Niat pemerintah propinsi DKI Jakarta untuk melokalisasikan perjudian ke sebuah tempat di Kepulauan
Seribu beberapa waktu yang lalu, mendapatkan berbagai tanggapan baik pro maupun kontra. Sebagian
menyambut baik usulan tersebut dengan alasan agar dapat memonitor kegiatan perjudian seperti yang
juga dilakukan oleh negara tetangga seperti Malaysia atau ingin mengulang kembaliapa yang pernah
dilakukan oleh Gubernur DKI tahun 1967 dengan melokalisasi perjudian liar ke tempat-tempat tertentu.
Sebagian lagi menentang dengan kerasusulan tersebut karena dengan lokalisasi tersebut pemerintah
dianggap mendukung perilaku berjudi, padahal hal tersebut jelas-jelas dilarang oleh undang-undang.
Terlepas dari berbagai pendapat yang pro maupun kontra terhadap perjudian, perilaku berjudi menjadi
bahan menarik untuk dikaji lebih lanjut mengingat perilaku tersebut sebenarnya amat sulit diberantas.

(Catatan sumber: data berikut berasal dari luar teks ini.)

//! Log message constants for infrastructure components
//!
//! This module centralizes the fixed log messages used across the service so
//! that wording stays consistent between the HTTP host and the handlers.

/// Application startup and lifecycle messages
pub mod application {
    pub const STARTING: &str = "Starting roll call application";
    pub const CONNECTING_TO_DATABASE: &str = "Connecting to database";
    pub const USING_IN_MEMORY_STORE: &str = "Using in-memory store; data will not persist";
    pub const LISTENING: &str = "Listening for requests";
    pub const SHUTTING_DOWN: &str = "Shutdown signal received";
    pub const STOPPED: &str = "Server stopped";
}

/// Database-related log messages
pub mod database {
    pub const HEALTH_CHECK_FAILED: &str = "Database health check failed";
    pub const CONNECTION_ESTABLISHED: &str = "Database connection established";
    pub const MIGRATION_STARTED: &str = "Running database migrations";
    pub const MIGRATION_COMPLETED: &str = "Database migrations completed successfully";
}

/// Attendance handler messages
pub mod attendance {
    pub const LISTED: &str = "Attendance listed";
    pub const RECORDED: &str = "Attendance mark recorded";
}

/// Roster handler messages
pub mod students {
    pub const LISTED: &str = "Students listed";
    pub const CREATED: &str = "Student created";
    pub const ALREADY_EXISTS: &str = "Student id already exists; keeping existing row";
    pub const REMOVED: &str = "Student removed";
    pub const REMOVE_WITHOUT_ID: &str = "Delete requested without an id; nothing to remove";
}

/// Request/response processing messages
pub mod request_processing {
    pub const INCOMING_REQUEST: &str = "Incoming request";
    pub const REQUEST_COMPLETED: &str = "Request completed";
    pub const REQUEST_FAILED: &str = "Request failed";
    pub const METHOD_NOT_ALLOWED: &str = "Method not allowed";
}
//! Unified error response handling for the HTTP host
//!
//! Handlers return `Err` for failures they do not answer themselves
//! (malformed bodies, storage failures). This module turns those into JSON
//! responses with the request ID attached and the CORS origin header set,
//! so browsers can read the failure.

use crate::service::headers::{cors, ACCESS_CONTROL_ALLOW_ORIGIN, X_REQUEST_ID};
use crate::Error;
use axum::{
    http::{HeaderMap, HeaderValue, StatusCode},
    response::{IntoResponse, Response},
    Json,
};
use serde::{Deserialize, Serialize};

/// Standard error response format
#[derive(Debug, Clone, Serialize, Deserialize)]
pub struct ErrorResponse {
    /// Unique error code for programmatic handling
    pub code: String,
    /// Human-readable error message
    pub message: String,
    /// Request ID for correlation
    pub request_id: Option<String>,
}

impl ErrorResponse {
    /// Create a new error response
    pub fn new(code: impl Into<String>, message: impl Into<String>) -> Self {
        Self {
            code: code.into(),
            message: message.into(),
            request_id: None,
        }
    }

    /// Add request ID for correlation
    pub fn with_request_id(mut self, request_id: impl Into<String>) -> Self {
        self.request_id = Some(request_id.into());
        self
    }

    /// Convert to HTTP response with proper headers
    pub fn into_response_with_status(self, status: StatusCode) -> Response {
        let request_id = self.request_id.clone();
        let mut response = (status, Json(self)).into_response();

        response.headers_mut().insert(
            ACCESS_CONTROL_ALLOW_ORIGIN,
            HeaderValue::from_static(cors::ALLOW_ANY_ORIGIN),
        );
        if let Some(id) = request_id {
            if let Ok(header_value) = HeaderValue::from_str(&id) {
                response.headers_mut().insert(X_REQUEST_ID, header_value);
            }
        }

        response
    }
}

/// Extension trait for consistent error formatting
pub trait ErrorResponseExt {
    /// Convert to standardized error response
    fn to_error_response(&self) -> ErrorResponse;

    /// Get the appropriate HTTP status code
    fn status_code(&self) -> StatusCode;
}

impl ErrorResponseExt for Error {
    fn to_error_response(&self) -> ErrorResponse {
        use Error::*;

        match self {
            Serialization(e) => {
                ErrorResponse::new("INVALID_BODY", format!("Invalid request body: {e}"))
            }
            InvalidInput { field } => {
                ErrorResponse::new("INVALID_INPUT", format!("Invalid value for {field}"))
            }
            InvalidGatewayEvent(msg) => ErrorResponse::new("INVALID_REQUEST", msg.clone()),
            // Driver messages can carry connection details; keep them in the logs.
            Database(_) | Migration(_) => {
                ErrorResponse::new("STORAGE_ERROR", "Storage operation failed")
            }
            Config(_) | Io(_) | Application { .. } => {
                ErrorResponse::new("INTERNAL_ERROR", "Internal server error")
            }
        }
    }

    fn status_code(&self) -> StatusCode {
        if self.is_client_error() {
            StatusCode::BAD_REQUEST
        } else {
            StatusCode::INTERNAL_SERVER_ERROR
        }
    }
}

/// Helper to extract request ID from headers
pub fn extract_request_id(headers: &HeaderMap) -> Option<String> {
    headers
        .get(X_REQUEST_ID)
        .and_then(|h| h.to_str().ok())
        .map(|s| s.to_string())
}

#[cfg(test)]
mod tests {
    use super::*;

    #[test]
    fn test_error_response_creation() {
        let error = ErrorResponse::new("TEST_ERROR", "Test error message");
        assert_eq!(error.code, "TEST_ERROR");
        assert_eq!(error.message, "Test error message");
        assert!(error.request_id.is_none());
    }

    #[test]
    fn test_error_response_with_request_id() {
        let error = ErrorResponse::new("TEST_ERROR", "Test error").with_request_id("req-123");
        assert_eq!(error.request_id, Some("req-123".to_string()));
    }

    #[test]
    fn test_malformed_body_maps_to_bad_request() {
        let parse_error = serde_json::from_str::<serde_json::Value>("{").unwrap_err();
        let error = Error::from(parse_error);
        assert_eq!(error.status_code(), StatusCode::BAD_REQUEST);
        assert_eq!(error.to_error_response().code, "INVALID_BODY");
    }

    #[test]
    fn test_storage_error_hides_driver_message() {
        let error = Error::Database(sqlx::Error::PoolTimedOut);
        let response = error.to_error_response();
        assert_eq!(error.status_code(), StatusCode::INTERNAL_SERVER_ERROR);
        assert_eq!(response.code, "STORAGE_ERROR");
        assert_eq!(response.message, "Storage operation failed");
    }

    #[test]
    fn test_response_carries_cors_and_request_id() {
        let response = ErrorResponse::new("INTERNAL_ERROR", "Internal server error")
            .with_request_id("req-123")
            .into_response_with_status(StatusCode::INTERNAL_SERVER_ERROR);

        assert_eq!(response.status(), StatusCode::INTERNAL_SERVER_ERROR);
        assert_eq!(
            response.headers().get(ACCESS_CONTROL_ALLOW_ORIGIN).unwrap(),
            "*"
        );
        assert_eq!(response.headers().get(X_REQUEST_ID).unwrap(), "req-123");
    }

    #[test]
    fn test_extract_request_id() {
        let mut headers = HeaderMap::new();
        assert!(extract_request_id(&headers).is_none());
        headers.insert(X_REQUEST_ID, HeaderValue::from_static("abc"));
        assert_eq!(extract_request_id(&headers).as_deref(), Some("abc"));
    }
}
use serde::{Deserialize, Serialize};

use super::types::{StudentId, StudentName};

/// Roster entry
#[derive(Debug, Clone, PartialEq, Eq, Serialize, Deserialize)]
pub struct Student {
    pub id: StudentId,
    pub name: StudentName,
}

impl Student {
    pub fn new(id: StudentId, name: StudentName) -> Self {
        Self { id, name }
    }
}

/// Rows removed by deleting a student together with its attendance
#[derive(Debug, Clone, Copy, Default, PartialEq, Eq)]
pub struct StudentRemoval {
    pub attendance_rows: u64,
    pub student_rows: u64,
}

impl StudentRemoval {
    pub fn is_noop(&self) -> bool {
        self.attendance_rows == 0 && self.student_rows == 0
    }
}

Pertanyaan yang muncul kemudian adalah apa saja faktor yang mempengaruhi perilaku tersebut
ditinjau dari sudut pandang psikologi dan apakah suatu perilaku berjudi dapat dianggap sebagai
perilaku yang menyimpang (pathologis). Perjudian di satu pihak sangat terkait dengan kehidupan dunia
bawah kita (underworld), tapi di pihak lain dilegalisasi (legitimated world), dan seakan merupakan
bagian yang tak terpisahkan dari dunia rekreasi dan hiburan. Keberanian mengambil risiko dan
ketangguhan menghadapi ketidakpastian dalam dunia perjudian dan bisnis merupakan dua elemen yang
nuansanya sama, kendati dalam konteks yang amat berbeda. Oleh sebab itu, dalam komunitas
masyarakat tertentu perjudian tidak dianggap sebagai perilaku menyimpang yang dapat menimbulkan
masalah moral dalam komunitas. Berbeda dengan pendapat tersebut, DSM-IV yang dikeluarkan oleh
American Psychiatric Assocation (APA) justru mengatakan bahwa perilaku berjudi dapat dianggap
sebagai gangguan kejiwaaan yang termasuk dalam Impulse Control Disorders, jika perilaku berjudi
tersebut sudah tergolong kompulsif. Hal ini didasarkan atas kriteria perilaku yang cenderung dilakukan
secara berulang-ulang tanpa dapat dikendalikan, sudah mendarah daging dan sulit untuk ditinggalkan.
Definisi Perjudian
Setiap perilaku manusia pada dasarnya melibatkan pilihan-pilihan untuk merespon ataukah membiarkan
suatu situasi berlalu begitu saja. Pada umumnya setiap pilihan yang diambil akan membawa kepada
suatu hasil yang hampir pasti atau dapat diramalkan. Namun demikian ada kalanya pilihan tersebut
jatuh pada sesuatu yang tidak dapat diramalkan hasilnya. Jika pilihan yang diambil jatuh pada hal yang
demikian maka dapat dikatakan bahwa kita telah memberikan peluang untuk kehilangan sesuatu yang
berharga. Dengan kata lain kita telah terlibat dalam suatu “perjudian” (gambling).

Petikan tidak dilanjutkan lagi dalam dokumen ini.